Erlotinib ou Gefitinib en deuxième ligne ou plus ? Un nouvel essai japonais de phase III

Il y a plus de 10 ans qu’une étude randomisée de phase III, l’étude ISEL (Iressa Survival Evaluation in Lung Cancer),  comparant gefitinib à 250 mg à placebo chez des patients atteints de cancers bronchiques non à petites cellules ne réussissait pas à démontrer un gain de survie en deuxième ligne chez des patients dont à l’époque le statut mutationnel n’était pas connu : la médiane de survie était à 5,6 mois dans le bras expérimental versus 5,1 dans le bras contrôle (cliquer ici). A l’inverse, l’étude BR21 menée avec de l’erlotinib à 150 mg contre placebo dans une population dont les caractéristiques étaient proches était positive : la médiane de survie était à 6,7 mois dans le bras expérimental versus 4,7 dans le bras contrôle. Cette étude publiée la même année (cliquer ici) conduisit à l’enregistrement de l’erlotinib dans cette indication. L’objectif de cette étude japonaise académique et multicentrique  est de comparer ces deux médicaments qui sont, à la différence de l’Europe, tous les deux enregistrés dans cette indication.

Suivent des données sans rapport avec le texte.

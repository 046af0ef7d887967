pub(crate) mod color;
pub(crate) mod derive;
pub(crate) mod format;
pub(crate) mod model;
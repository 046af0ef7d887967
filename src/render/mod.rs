pub(crate) mod cpu;
pub(crate) mod raster;
pub(crate) mod text;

 Pour être éligible à cette étude,  les patients devaient avoir un adénocarcinome de stade IV, un PS de 0 à 2 et avoir reçu au moins une ligne de chimiothérapie.

Ils étaient randomisés entre gefitinib à 250 mg/j  et erlotinib à 150 mg/jour.

L’objectif principal de cette étude de non infériorité était la survie sans progression  établie par les investigateurs. La non infériorité devait être conclue si la limite supérieure de l’intervalle de confiance de la survie sans progression  était inférieure à 1,30.

La survie globale était l’un des objectifs secondaires.

Au total 561 patients provenant de 63 hôpitaux japonais ont été randomisés. Deux patients ont été exclus du fait qu’il n’avait pas reçu de chimiothérapie première. A l’exception du PS (plus de patients à PS=0 dans le bras erlotinib), les caractéristiques des patients des deux groupes étaient réparties de façon identique. On notera que cette population contenait un nombre très élevé de patients présentant une mutation activatrice de l’EGFR : 65,1% présentaient une mutations L858R ou une délétion de l’exon 19 et 17,5% seulement des patients étant sauvages (le reste concernait des patients pour lesquels le statut EGFR n’avait pas pu être déterminé ou qui avaient des mutations rares ou des doubles mutation.

Les patients qui ont reçu un traitement après l’erlotinib étaient de  76.4% pour ceux qui avaient reçu de l’erlotinib et  78.5% pour ceux qui avaient reçu du gefitinib.

Résultats

Les principaux résultats sont indiqués sur le tableau ci dessous : 

La limite supérieure de l’intervalle de confiance de la survie sans progression étant supérieure à 1,30, cet essai de non infériorité n’a pas atteint son objectif. Après révision de la PFS par un comité indépendant, les conclusions sont restées les mêmes.  Dans une analyse prévue aucune interaction entre les résultats et l’âge n’a été mise en évidence.

Ces conclusions s’appliquent à la population japonaise et ne sont pas transposables à l’Europe notamment parce que la population de patients atteints d’adénocarcinome a ici un statut mutationnel extrêmement différent de celui que nous rencontrons en Europe. C’est probablement ceci qui explique que les survies sans progression  de ces deux médicaments soient très supérieures à celles qui ont été observées dans une population plus variée dans les deux études historiques de phase III citées plus haut.

Ces résultats en tout cas ne viendront pas bouleverser les règles européennes : dans cette indication de deuxième ligne dont le statut mutationnel est négatif ou inconnu, seul l’erlotinib a l’AMM.